E-commerce platforms come in many types. They include independent online stores, online marketplaces where sellers sign up, and social media platforms where small-scale vendors connect with their customers to make sales.
Types of E-commerce
An e-commerce business could take different forms depending on the business model of the organization that adopts it. Here are the most popular types:
- Business to Consumer (B2C): B2C businesses transact directly with the final consumer. It is the most common type of e-commerce and likely what people think about when you mention e-commerce. Anyone can use this e-commerce type to sell products such as electronic devices or services such as website builders to create websites.
- Business to Business (B2B): B2B involves selling products and services to other companies. These transactions often involve longer lead times, larger volumes, and greater specifications. It could also be a recurring transaction if the buying company needs the goods for recurring manufacturing processes.
- Business to Government (B2G): This involves transactions between sellers and government agencies. B2G transactions typically involve rigorous processes and specific product or service criteria.
- Consumer to Consumer (C2C): Generally, only businesses can sell goods or services. However, with the rise of auction marketplaces and social media, many consumers can now list their products/services and make sales. These include auction-style listings on platforms like eBay and social media like Instagram and Tik Tok to sell directly to other consumers.
- Consumer to Business (C2B): C2B transactions happen when a business gets a product or service from a consumer or end user. The process may include soliciting feedback, crowdsourcing ideas, harvesting user-generated content, and buying customer ad space. The company gains marketing data and increased engagement and patronage while the consumer gets compensation via direct payments, full or partial discounts, or personalized service.
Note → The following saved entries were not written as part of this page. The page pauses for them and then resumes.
//! Level construction: the room's static geometry and the hostiles in it.

use std::f32::consts::TAU;

use glam::Vec3;
use hecs::{Entity, World};
use rand::Rng;
use rand_chacha::ChaCha8Rng;

use ironsight_core::components::{Hostile, SpritePose};
use ironsight_core::config::{HostileTuning, LevelTuning};
use ironsight_core::enums::HostileState;

use crate::geometry::StaticGeometry;

/// Floor and four walls, registered in that order. The floor's top face
/// sits at y = 0.
pub fn build_room(geometry: &mut StaticGeometry, level: &LevelTuning) {
    let half_w = level.room_width / 2.0;
    let half_d = level.room_depth / 2.0;
    let half_h = level.room_height / 2.0;
    let half_t = level.wall_thickness / 2.0;

    geometry.add_box(
        Vec3::new(0.0, -half_t, 0.0),
        Vec3::new(half_w, half_t, half_d),
    );

    // Front and back.
    for z in [half_d, -half_d] {
        geometry.add_box(
            Vec3::new(0.0, half_h, z),
            Vec3::new(half_w, half_h, half_t),
        );
    }
    // Left and right.
    for x in [-half_w, half_w] {
        geometry.add_box(
            Vec3::new(x, half_h, 0.0),
            Vec3::new(half_t, half_h, half_d),
        );
    }
}

/// Spawn one hostile orbiting `home`. It sits at `home` until its first tick.
pub fn spawn_hostile(
    world: &mut World,
    home: Vec3,
    orbit_angle: f32,
    vertical_angle: f32,
    tuning: &HostileTuning,
) -> Entity {
    world.spawn((
        Hostile {
            position: home,
            home_position: home,
            orbit_angle,
            vertical_angle,
            hit_points: tuning.hit_points,
            state: HostileState::Alive,
            collision_enabled: true,
            collider_radius: tuning.collider_radius,
            visual: None,
        },
        SpritePose::default(),
    ))
}

/// Scatter the level's hostiles over the room with random orbit phases.
pub fn spawn_hostiles(
    world: &mut World,
    rng: &mut ChaCha8Rng,
    level: &LevelTuning,
    tuning: &HostileTuning,
) -> Vec<Entity> {
    let extent = level.hostile_spawn_half_extent;
    (0..level.hostile_count)
        .map(|_| {
            let home = Vec3::new(
                rng.gen_range(-extent..=extent),
                level.hostile_spawn_height,
                rng.gen_range(-extent..=extent),
            );
            let orbit_angle = rng.gen::<f32>() * TAU;
            let vertical_angle = rng.gen::<f32>() * TAU;
            spawn_hostile(world, home, orbit_angle, vertical_angle, tuning)
        })
        .collect()
}

/// Build the full level. Returns the hostiles in spawn order.
pub fn setup_level(
    world: &mut World,
    geometry: &mut StaticGeometry,
    rng: &mut ChaCha8Rng,
    level: &LevelTuning,
    tuning: &HostileTuning,
) -> Vec<Entity> {
    build_room(geometry, level);
    spawn_hostiles(world, rng, level, tuning)
}
//! Hostile system: orbit, facing, walk cycle, death sequence.

use glam::{Quat, Vec3};
use hecs::{Entity, World};
use tracing::{info, warn};

use ironsight_core::components::{DeathSequence, Hostile, SpritePose};
use ironsight_core::config::HostileTuning;
use ironsight_core::enums::{AssetKind, HostileState};

use crate::backend::VisualBackend;
use crate::hostile;
use crate::resources::ResourceCache;

/// Advance every hostile by `dt_ms` and push its frame to the backend.
/// Returns the hostiles whose death sequence completed this tick.
pub fn run<V: VisualBackend + ?Sized>(
    world: &mut World,
    resources: &mut ResourceCache,
    visuals: &mut V,
    viewer: Vec3,
    dt_ms: f64,
    tuning: &HostileTuning,
) -> Vec<Entity> {
    let mut completed = Vec::new();

    for (entity, (h, pose, death)) in
        world.query_mut::<(&mut Hostile, &mut SpritePose, Option<&mut DeathSequence>)>()
    {
        let out = hostile::tick(h, pose, death, viewer, dt_ms, tuning);

        if let Some(frame) = out.frame {
            pose.cell = frame.cell;
            let current = h.visual;
            match current {
                Some(visual) => visuals.update(visual, h.position, frame),
                // Lost its sprite earlier; try again now.
                None if h.state == HostileState::Alive => {
                    h.visual = resources.spawn(
                        AssetKind::Hostile,
                        visuals,
                        h.position,
                        Quat::IDENTITY,
                        frame,
                    );
                    if h.visual.is_none() {
                        warn!(?entity, "hostile sprite unavailable");
                    }
                }
                None => {}
            }
        }

        if out.completed {
            hostile::dispose(h, visuals);
            info!(?entity, position = ?h.position, "hostile dead");
            completed.push(entity);
        }
    }

    for &entity in &completed {
        // Absent when the sequence never attached.
        world.remove_one::<DeathSequence>(entity).ok();
    }
    completed
}
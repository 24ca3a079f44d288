//! Enumeration types used throughout the simulation.

use serde::{Deserialize, Serialize};

/// Hostile lifecycle. `Dead` is terminal.
#[derive(Debug, Clone, Copy, Default, PartialEq, Eq, Serialize, Deserialize)]
pub enum HostileState {
    #[default]
    Alive,
    /// Out of hit points; death frames and fall are playing.
    Dying,
    /// Animation finished, visuals released, state frozen.
    Dead,
}

/// What a resolved ray hit.
#[derive(Debug, Clone, Copy, PartialEq, Eq, Hash, Serialize, Deserialize)]
pub enum TargetKind {
    Geometry,
    Hostile,
}

/// Weapon variant.
#[derive(Debug, Clone, Copy, Default, PartialEq, Eq, Hash, Serialize, Deserialize)]
pub enum WeaponKind {
    /// One shot per trigger pull, locked out while the firing animation plays.
    #[default]
    SingleShot,
    /// Rate-limited continuous fire with no animation lock.
    Automatic,
}

/// Shared visual assets that are loaded once and cached.
#[derive(Debug, Clone, Copy, PartialEq, Eq, Hash, PartialOrd, Ord, Serialize, Deserialize)]
pub enum AssetKind {
    Projectile,
    Hostile,
    Blood,
    Decal,
}

impl AssetKind {
    pub const ALL: [AssetKind; 4] = [
        AssetKind::Projectile,
        AssetKind::Hostile,
        AssetKind::Blood,
        AssetKind::Decal,
    ];

    /// Asset path handed to the backend when the atlas is first loaded.
    pub fn path(self) -> &'static str {
        match self {
            AssetKind::Projectile => "assets/textures/bullet.png",
            AssetKind::Hostile => "assets/textures/cacodemon.png",
            AssetKind::Blood => "assets/textures/blood.png",
            AssetKind::Decal => "assets/textures/decals.png",
        }
    }
}

/// Transient impact effect kind.
#[derive(Debug, Clone, Copy, PartialEq, Eq, Hash, Serialize, Deserialize)]
pub enum EffectKind {
    Blood,
    Decal,
}

impl EffectKind {
    pub fn asset(self) -> AssetKind {
        match self {
            EffectKind::Blood => AssetKind::Blood,
            EffectKind::Decal => AssetKind::Decal,
        }
    }
}

/// Top-level level state.
#[derive(Debug, Clone, Copy, Default, PartialEq, Eq, Serialize, Deserialize)]
pub enum LevelPhase {
    #[default]
    Unloaded,
    Active,
    Paused,
}
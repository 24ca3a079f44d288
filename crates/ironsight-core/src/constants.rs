//! Simulation constants and tuning defaults.
//!
//! These seed [`CombatConfig`](crate::config::CombatConfig); runtime code reads
//! the config, not these values directly.

/// Simulation tick rate (Hz).
pub const TICK_RATE: u32 = 60;

/// Milliseconds per tick.
pub const DT_MS: f64 = 1000.0 / TICK_RATE as f64;

// --- Projectiles ---

/// Ray lookahead from the projectile's current position (world units).
pub const RAY_LOOKAHEAD: f32 = 10.0;

/// Projectile speed (units per second).
pub const PROJECTILE_SPEED: f32 = 150.0;

/// Projectile lifetime before it is disposed regardless of position.
pub const PROJECTILE_LIFESPAN_MS: f64 = 5000.0;

/// Projectiles spawn this far ahead of the shooter...
pub const MUZZLE_FORWARD_OFFSET: f32 = 1.0;

/// ...and this far below the line of sight.
pub const MUZZLE_DROP: f32 = 0.15;

/// Projectile sprite loops through this many atlas cells...
pub const PROJECTILE_FRAMES: u32 = 4;

/// ...one every this many milliseconds.
pub const PROJECTILE_FRAME_MS: f64 = 20.0;

// --- Hostiles ---

pub const HOSTILE_HIT_POINTS: u32 = 5;

/// Bounding sphere radius.
pub const HOSTILE_COLLIDER_RADIUS: f32 = 1.0;

pub const ORBIT_HORIZONTAL_RADIUS: f32 = 3.0;

pub const ORBIT_VERTICAL_RADIUS: f32 = 1.0;

/// Orbit angular speed (rad/s). The vertical bob runs at half this rate.
pub const ORBIT_ANGULAR_SPEED: f32 = 0.6;

/// Atlas columns for facing; the mirrored half reuses columns 1..=3,
/// giving 8 distinct facings over the visible hemisphere.
pub const HOSTILE_FACING_COLUMNS: u32 = 5;

/// Walk cycle rows in the hostile atlas.
pub const HOSTILE_WALK_ROWS: u32 = 6;

/// Walk cycle frame interval (10 frames at 60 Hz).
pub const HOSTILE_WALK_FRAME_MS: f64 = 10.0 * DT_MS;

/// Atlas row holding the death frames.
pub const HOSTILE_DEATH_ROW: u32 = 6;

pub const HOSTILE_DEATH_FRAMES: u32 = 5;

pub const HOSTILE_DEATH_FRAME_MS: f64 = 100.0;

/// Total time in `Dying` before the hostile becomes `Dead`.
pub const HOSTILE_DEATH_ANIMATION_MS: f64 = 1000.0;

pub const HOSTILE_FALL_DURATION_MS: f64 = 200.0;

/// Height the corpse settles at.
pub const HOSTILE_RESTING_HEIGHT: f32 = 0.9;

// --- Impact effects ---

pub const DECAL_LIFESPAN_MS: f64 = 100_000.0;

pub const DECAL_FADE_MS: f64 = 1000.0;

/// Offset along the surface normal to avoid z-fighting.
pub const DECAL_SURFACE_OFFSET: f32 = 0.01;

/// Decal atlas is DECAL_ATLAS_GRID x DECAL_ATLAS_GRID cells.
pub const DECAL_ATLAS_GRID: u32 = 8;

pub const BLOOD_FRAME_COUNT: u32 = 4;

pub const BLOOD_FRAME_MS: f64 = 100.0;

// --- Weapons ---

pub const SINGLE_SHOT_AMMO: u32 = 50;

pub const SINGLE_SHOT_ANIMATION_FRAMES: u32 = 4;

/// Ticks each firing-animation frame is held.
pub const SINGLE_SHOT_FRAME_HOLD: u32 = 4;

pub const AUTOMATIC_AMMO: u32 = 100;

pub const AUTOMATIC_FIRE_INTERVAL_MS: f64 = 100.0;

// --- Level ---

pub const ROOM_WIDTH: f32 = 40.0;

pub const ROOM_DEPTH: f32 = 40.0;

pub const ROOM_HEIGHT: f32 = 6.0;

pub const WALL_THICKNESS: f32 = 1.0;

pub const HOSTILE_COUNT: usize = 5;

/// Hostiles spawn with x, z uniformly in [-extent, extent].
pub const HOSTILE_SPAWN_HALF_EXTENT: f32 = 9.0;

pub const HOSTILE_SPAWN_HEIGHT: f32 = 2.0;

/// Viewer (camera) start position.
pub const VIEWER_START: [f32; 3] = [0.0, 1.6, -5.0];
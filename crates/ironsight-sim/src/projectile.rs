//! Straight-line projectiles.
//!
//! Each tick a projectile looks ahead along its path for the nearest hit,
//! then either resolves that hit, expires, or moves. At most one outcome
//! other than `Continuing` is ever produced; a hit wins over a timeout that
//! lands in the same tick.

use glam::Vec3;
use hecs::{Entity, World};

use ironsight_core::components::Projectile;
use ironsight_core::constants::{PROJECTILE_FRAMES, PROJECTILE_FRAME_MS};
use ironsight_core::types::{Direction, Ray, SpriteFrame, VisualHandle};

use crate::resolver::ImpactRecord;
use crate::timers::TimerQueue;

#[derive(Debug, Clone, Copy, PartialEq)]
pub enum ProjectileOutcome {
    Continuing,
    ExpiredByTimeout,
    ResolvedHit(ImpactRecord),
}

/// Parameters for a new projectile.
#[derive(Debug, Clone, Copy)]
pub struct ProjectileSpawn {
    pub origin: Vec3,
    pub direction: Direction,
    pub speed: f32,
    pub lifespan_ms: f64,
}

/// Spawn a projectile entity and schedule its lifespan timer.
pub fn spawn(
    world: &mut World,
    params: ProjectileSpawn,
    now_ms: f64,
    timers: &mut TimerQueue<Entity>,
    visual: Option<VisualHandle>,
) -> Entity {
    let entity = world.spawn((Projectile {
        origin: params.origin,
        position: params.origin,
        direction: params.direction,
        speed: params.speed,
        spawn_time_ms: now_ms,
        lifespan_ms: params.lifespan_ms,
        lifespan_timer: None,
        expired: false,
        disposed: false,
        visual,
    },));

    let token = timers.schedule(now_ms, params.lifespan_ms, entity);
    if let Ok(mut projectile) = world.get::<&mut Projectile>(entity) {
        projectile.lifespan_timer = Some(token);
    }
    entity
}

/// The lookahead ray from the projectile's current position.
pub fn lookahead_ray(projectile: &Projectile) -> Ray {
    Ray::new(projectile.position, projectile.direction)
}

/// Advance one tick given the result of this tick's lookahead query.
pub fn step(
    projectile: &mut Projectile,
    hit: Option<ImpactRecord>,
    lookahead: f32,
    dt_ms: f64,
) -> ProjectileOutcome {
    if projectile.disposed {
        return ProjectileOutcome::Continuing;
    }

    if let Some(record) = hit.filter(|h| h.distance < lookahead) {
        projectile.disposed = true;
        return ProjectileOutcome::ResolvedHit(record);
    }

    if projectile.expired {
        projectile.disposed = true;
        return ProjectileOutcome::ExpiredByTimeout;
    }

    let dt_secs = (dt_ms / 1000.0) as f32;
    projectile.position += projectile.direction.get() * projectile.speed * dt_secs;
    ProjectileOutcome::Continuing
}

/// Looping sprite frame for a projectile spawned at `spawn_time_ms`.
pub fn sprite_frame(spawn_time_ms: f64, now_ms: f64) -> SpriteFrame {
    let frame = ((now_ms - spawn_time_ms).max(0.0) / PROJECTILE_FRAME_MS) as u32;
    SpriteFrame::cell(frame % PROJECTILE_FRAMES)
}

#[cfg(test)]
mod tests {
    use super::*;
    use crate::resolver::ImpactTarget;
    use ironsight_core::types::CollidableHandle;

    fn projectile(direction: Vec3) -> Projectile {
        Projectile {
            origin: Vec3::ZERO,
            position: Vec3::ZERO,
            direction: Direction::new(direction).unwrap(),
            speed: 150.0,
            spawn_time_ms: 0.0,
            lifespan_ms: 5000.0,
            lifespan_timer: None,
            expired: false,
            disposed: false,
            visual: None,
        }
    }

    fn record(distance: f32) -> ImpactRecord {
        ImpactRecord {
            point: Vec3::new(0.0, 0.0, distance),
            normal: Vec3::NEG_Z,
            distance,
            target: ImpactTarget::Geometry(CollidableHandle(0)),
        }
    }

    #[test]
    fn test_moves_speed_times_dt_along_direction() {
        for dir in [Vec3::X, Vec3::new(1.0, 1.0, 0.0), Vec3::new(-2.0, 0.5, 3.0)] {
            let mut p = projectile(dir);
            let before = p.position;
            assert_eq!(step(&mut p, None, 10.0, 20.0), ProjectileOutcome::Continuing);

            let moved = p.position - before;
            assert!((moved.length() - 3.0).abs() < 1e-5);
            assert!(moved.normalize().dot(p.direction.get()) > 0.9999);
        }
    }

    #[test]
    fn test_hit_beyond_lookahead_is_ignored() {
        let mut p = projectile(Vec3::Z);
        assert_eq!(step(&mut p, Some(record(10.0)), 10.0, 10.0), ProjectileOutcome::Continuing);
        assert!(!p.disposed);
    }

    #[test]
    fn test_hit_wins_over_expiry() {
        let mut p = projectile(Vec3::Z);
        p.expired = true;
        let hit = record(2.0);
        assert_eq!(
            step(&mut p, Some(hit), 10.0, 10.0),
            ProjectileOutcome::ResolvedHit(hit)
        );
        assert!(p.disposed);
        // Resolved once: later ticks do nothing.
        assert_eq!(step(&mut p, Some(hit), 10.0, 10.0), ProjectileOutcome::Continuing);
    }

    #[test]
    fn test_expires_once() {
        let mut p = projectile(Vec3::Z);
        p.expired = true;
        let position = p.position;
        assert_eq!(step(&mut p, None, 10.0, 10.0), ProjectileOutcome::ExpiredByTimeout);
        assert_eq!(step(&mut p, None, 10.0, 10.0), ProjectileOutcome::Continuing);
        assert_eq!(p.position, position);
    }

    #[test]
    fn test_spawn_schedules_lifespan() {
        let mut world = World::new();
        let mut timers = TimerQueue::new();
        let params = ProjectileSpawn {
            origin: Vec3::ONE,
            direction: Direction::new(Vec3::Z).unwrap(),
            speed: 150.0,
            lifespan_ms: 5000.0,
        };
        let entity = spawn(&mut world, params, 100.0, &mut timers, None);

        let p = world.get::<&Projectile>(entity).unwrap();
        assert!(p.lifespan_timer.is_some());
        assert_eq!(p.spawn_time_ms, 100.0);
        assert!(timers.drain_expired(5099.0).is_empty());
        assert_eq!(timers.drain_expired(5100.0), vec![entity]);
    }

    #[test]
    fn test_sprite_loops() {
        assert_eq!(sprite_frame(0.0, 0.0).cell, 0);
        assert_eq!(sprite_frame(0.0, 60.0).cell, 3);
        assert_eq!(sprite_frame(0.0, 80.0).cell, 0);
    }
}
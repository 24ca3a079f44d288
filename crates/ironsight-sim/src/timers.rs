//! One-shot timers measured against simulation time.
//!
//! Timers never fire from outside the tick: the engine drains expired
//! entries at the tick boundary and hands the payloads to whoever owns
//! them. Cancelling a token that already fired is a no-op.

use ironsight_core::types::TimerToken;

#[derive(Debug, Clone)]
struct Pending<T> {
    token: TimerToken,
    due_ms: f64,
    payload: T,
}

/// A cancellable set of pending timers.
#[derive(Debug, Clone)]
pub struct TimerQueue<T> {
    next_token: u64,
    pending: Vec<Pending<T>>,
}

impl<T> Default for TimerQueue<T> {
    fn default() -> Self {
        Self {
            next_token: 0,
            pending: Vec::new(),
        }
    }
}

impl<T> TimerQueue<T> {
    pub fn new() -> Self {
        Self::default()
    }

    /// Schedule `payload` to fire `delay_ms` after `now_ms`.
    pub fn schedule(&mut self, now_ms: f64, delay_ms: f64, payload: T) -> TimerToken {
        let token = TimerToken(self.next_token);
        self.next_token += 1;
        self.pending.push(Pending {
            token,
            due_ms: now_ms + delay_ms.max(0.0),
            payload,
        });
        token
    }

    /// Cancel a pending timer. Returns false if it already fired or was cancelled.
    pub fn cancel(&mut self, token: TimerToken) -> bool {
        let before = self.pending.len();
        self.pending.retain(|p| p.token != token);
        self.pending.len() != before
    }

    /// Remove and return every payload due at or before `now_ms`, earliest
    /// first. Timers due at the same instant fire in scheduling order.
    pub fn drain_expired(&mut self, now_ms: f64) -> Vec<T> {
        let (mut due, rest): (Vec<_>, Vec<_>) =
            self.pending.drain(..).partition(|p| p.due_ms <= now_ms);
        self.pending = rest;
        due.sort_by(|a, b| a.due_ms.total_cmp(&b.due_ms).then(a.token.cmp(&b.token)));
        due.into_iter().map(|p| p.payload).collect()
    }

    pub fn len(&self) -> usize {
        self.pending.len()
    }

    pub fn is_empty(&self) -> bool {
        self.pending.is_empty()
    }

    pub fn clear(&mut self) {
        self.pending.clear();
    }
}

#[cfg(test)]
mod tests {
    use super::*;

    #[test]
    fn test_fires_only_when_due() {
        let mut timers = TimerQueue::new();
        timers.schedule(0.0, 100.0, "a");

        assert!(timers.drain_expired(99.9).is_empty());
        assert_eq!(timers.drain_expired(100.0), vec!["a"]);
        assert!(timers.is_empty());
        // Already fired: nothing more to drain.
        assert!(timers.drain_expired(500.0).is_empty());
    }

    #[test]
    fn test_drain_orders_by_due_time_then_schedule_order() {
        let mut timers = TimerQueue::new();
        timers.schedule(0.0, 50.0, 3);
        timers.schedule(0.0, 10.0, 1);
        timers.schedule(0.0, 50.0, 4);
        timers.schedule(0.0, 20.0, 2);
        timers.schedule(0.0, 999.0, 5);

        assert_eq!(timers.drain_expired(60.0), vec![1, 2, 3, 4]);
        assert_eq!(timers.len(), 1);
    }

    #[test]
    fn test_cancel() {
        let mut timers = TimerQueue::new();
        let a = timers.schedule(0.0, 10.0, 'a');
        let b = timers.schedule(0.0, 10.0, 'b');

        assert!(timers.cancel(a));
        assert!(!timers.cancel(a), "double cancel reports nothing removed");
        assert_eq!(timers.drain_expired(10.0), vec!['b']);
        assert!(!timers.cancel(b), "cancel after firing is a no-op");
    }

    #[test]
    fn test_tokens_are_unique_after_clear() {
        let mut timers = TimerQueue::new();
        let a = timers.schedule(0.0, 1.0, ());
        timers.clear();
        let b = timers.schedule(0.0, 1.0, ());
        assert_ne!(a, b);
        assert!(!timers.cancel(a));
        assert_eq!(timers.len(), 1);
    }
}
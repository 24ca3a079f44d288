//! Events emitted by the simulation for audio and HUD feedback.

use glam::Vec3;
use serde::{Deserialize, Serialize};

use crate::enums::WeaponKind;

#[derive(Debug, Clone, PartialEq, Serialize, Deserialize)]
#[serde(tag = "type")]
pub enum CombatEvent {
    /// A weapon produced a projectile.
    ShotFired { weapon: WeaponKind, ammo_remaining: u32 },
    /// Trigger pulled on an empty weapon.
    DryFire { weapon: WeaponKind },
    WeaponSwitched { weapon: WeaponKind },
    /// A hostile lost a hit point.
    HostileHit { point: Vec3, hit_points: u32 },
    /// A hostile's hit points reached zero.
    HostileKilled { position: Vec3 },
    /// A projectile struck world geometry and left a decal.
    SurfaceImpact { point: Vec3, normal: Vec3 },
    /// A projectile outlived its lifespan without hitting anything.
    ProjectileExpired { position: Vec3 },
}
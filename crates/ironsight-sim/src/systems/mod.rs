//! Per-tick systems over the combat world.
//!
//! Systems are free functions; state lives in components and in the
//! engine-owned collaborators passed to them.

pub mod cleanup;
pub mod hostiles;
pub mod projectiles;
pub mod snapshot;
//! Game loop thread: runs the combat engine at 60 Hz.
//!
//! The engine is created inside the thread. Commands arrive over an `mpsc`
//! channel; the latest snapshot is published to shared state after each tick.

use std::io;
use std::sync::mpsc;
use std::thread::JoinHandle;
use std::time::{Duration, Instant};

use tracing::{debug, info};

use ironsight_core::constants::TICK_RATE;
use ironsight_core::events::CombatEvent;
use ironsight_sim::engine::{CombatEngine, SimConfig};

use crate::state::{GameLoopCommand, SharedSnapshot};

/// Duration of one tick.
pub const TICK_DURATION: Duration = Duration::from_nanos(1_000_000_000 / TICK_RATE as u64);

/// Spawn the game loop thread. Returns the command sender and the thread handle.
pub fn spawn_game_loop(
    config: SimConfig,
    latest_snapshot: SharedSnapshot,
) -> io::Result<(mpsc::Sender<GameLoopCommand>, JoinHandle<()>)> {
    let (cmd_tx, cmd_rx) = mpsc::channel::<GameLoopCommand>();

    let handle = std::thread::Builder::new()
        .name("ironsight-game-loop".into())
        .spawn(move || run_game_loop(config, cmd_rx, &latest_snapshot))?;

    Ok((cmd_tx, handle))
}

/// Runs until `Shutdown` or channel disconnect.
fn run_game_loop(
    config: SimConfig,
    cmd_rx: mpsc::Receiver<GameLoopCommand>,
    latest_snapshot: &SharedSnapshot,
) {
    let mut engine = CombatEngine::new(config);
    let mut next_tick_time = Instant::now();
    info!("game loop started");

    loop {
        // 1. Drain pending commands
        loop {
            match cmd_rx.try_recv() {
                Ok(GameLoopCommand::PlayerCommand(cmd)) => engine.queue_command(cmd),
                Ok(GameLoopCommand::Shutdown) | Err(mpsc::TryRecvError::Disconnected) => {
                    engine.teardown();
                    info!(ticks = engine.time().tick, "game loop stopped");
                    return;
                }
                Err(mpsc::TryRecvError::Empty) => break,
            }
        }

        // 2. Advance one tick (pause is handled by the engine)
        let snapshot = engine.tick();
        for event in &snapshot.events {
            log_event(event);
        }

        // 3. Publish
        if let Ok(mut lock) = latest_snapshot.lock() {
            *lock = Some(snapshot);
        }

        // 4. Sleep until the next tick
        next_tick_time += TICK_DURATION;
        let now = Instant::now();
        if next_tick_time > now {
            std::thread::sleep(next_tick_time - now);
        } else if now - next_tick_time > TICK_DURATION * 2 {
            // Too far behind; don't try to catch up.
            next_tick_time = now;
        }
    }
}

fn log_event(event: &CombatEvent) {
    match event {
        CombatEvent::HostileKilled { position } => info!(?position, "kill"),
        CombatEvent::DryFire { weapon } => info!(?weapon, "click"),
        other => debug!(event = ?other, "combat event"),
    }
}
- Business to Business to Consumer (B2B2C): B2B2C is an e-commerce model where a business acts as an intermediary between other businesses and their consumers. This model is a collaborative process that combines business-to-business (B2B) and business-to-consumer (B2C). In this sense, the first business partners with another business to deliver a product to the consumer.
Business Models in E-commerce
E-commerce businesses can adopt different business models based on the nature of their goods/services, operations, and target buyers. These business models have their unique manufacturing and shipping methods.
Here are some unique e-commerce business models.
- Dropshipping: Dropshipping is a business model in which the seller only orders the goods/services they claim to sell when they have an order. They offer their products at a cost that includes the initial price (and sometimes delivery fee) and their expected profit. It is the least expensive e-commerce business model and perfect for people who want to avoid holding and managing inventory.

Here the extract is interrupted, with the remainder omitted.